There’s really only been one major Brexit development this week, the vote on the Statutory Instrument to create the Stormont Brake as part of the Windsor Framework. If that sounds convoluted that’s because it is. This wasn’t about passing primary legislation, and there was only a short debate, and no amendments were allowed. It was not even about the entirety of the Windsor Framework (WF), although it seems that the government will treat it as such. Nor was there any possibility of the government losing the vote, as the Labour Party was pledged to support it.

What difference does it make?

Nevertheless, it was important in terms of how many, and who, would vote against. In the event, just twenty-nine did, of whom a mere twenty-two were Conservatives, with the others being DUP MPs plus the whipless, and increasingly unhinged, former Spartan Andrew Bridgen. The list of Tory rebels, by the way, includes some of the most disreputable and despicable politicians of our, and perhaps any, age. So it was a fairly puny revolt, and though it was notable that both Boris Johnson and Liz Truss joined it, what was more notable was that neither have the pull to have made it a significant challenge to Rishi Sunak. Johnson himself had to interrupt his ill-conceived defence against charges of having misled parliament, of which more below, in order to cast his vote.

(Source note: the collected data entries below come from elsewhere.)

//! Sellers page: one card per featured seller.

use kostyarok_commerce::catalog::SellerSummary;

use super::html::{html_escape, icon, render_stars};

pub fn render_sellers(sellers: &[SellerSummary]) -> String {
    let cards: Vec<String> = sellers.iter().map(render_seller_card).collect();

    format!(
        r#"<div class="page sellers" data-view="sellers">
    <h2 class="neon-glow">Наши мастера</h2>
    <div class="seller-grid">{}</div>
</div>"#,
        cards.join("\n")
    )
}

fn render_seller_card(seller: &SellerSummary) -> String {
    let stars = match seller.average_rating {
        Some(rating) => render_stars((rating * 10.0).round() / 10.0),
        None => r#"<div class="stars empty">—</div>"#.to_string(),
    };

    format!(
        r#"<article class="card neon-card seller-card">
        <div class="avatar">👤</div>
        <h3 class="card-title">{name}</h3>
        {stars}
        <p class="reviews">{reviews} отзывов</p>
        <p class="product-count">{count} товаров</p>
        <button class="btn outline">{store}Перейти в магазин</button>
    </article>"#,
        name = html_escape(&seller.name),
        reviews = seller.total_reviews,
        count = seller.product_count,
        store = icon("Store"),
    )
}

It has been known for some time that the ERG’s membership has fallen, and the group is much less organized than in its 2018-19 heyday. Its members, or ex-members, are also split, and some of those in government, especially Chris Heaton-Harris and Steve Baker, were closely involved in, and became advocates of, the WF. Indeed, in Baker’s case, that led to the one-time ‘Brexit hard man’ being thrown out of the ERG’s WhatsApp group whilst being described as a “little weasel” by Nigel Farage. As Robert Shrimsley, Chief UK Political Commentator of the Financial Times, observed, “the revolution eats its own children”. Perhaps more to the point, it is the latest example of the difference between taking responsibility for the realities of delivering Brexit and the luxury of espousing Brexit purity from the sidelines.

Even so, there are plenty of Brexiters on the Tory benches who are not ERG members but who might have been galvanized to rebel in different circumstances. Had there been enough to mean that the vote would have been lost without Labour support that would have been a significant embarrassment for Sunak, and a sign that the Brexit Ultras are still a force to be reckoned with, but there were not. It’s true that several Tory MPs didn’t vote, but it is impossible to tell how many of these were meaningful abstentions and how many were simply absences. In any case, abstention hardly bespeaks of Cromwellian resolve.

The day before, the ERG’s ludicrously-named, if not downright ludicrous, ‘Star Chamber’ had found the WF, including the Stormont Brake, to be unacceptable. But the fatal political flaw in this, as with all the Brexiter objections to the WF, is that everything they object to about it was also contained within the Northern Ireland Protocol itself, which they voted for. Not only that, but it was part of the ‘oven ready deal’ the 2019 Tory Government was elected to deliver. Now that the reformed Protocol has, effectively, been accepted, there is little realistic prospect of these objections being resurrected. Equally, the persistent Brexiter lie that the Protocol was always intended to be temporary, wheeled out again by Priti Patel in a Telegraph article this week (£), must surely have died this week, even if any of them actually believed it. It is expected that the WF will now be formally adopted at today’s meeting of the Withdrawal Agreement Joint Committee.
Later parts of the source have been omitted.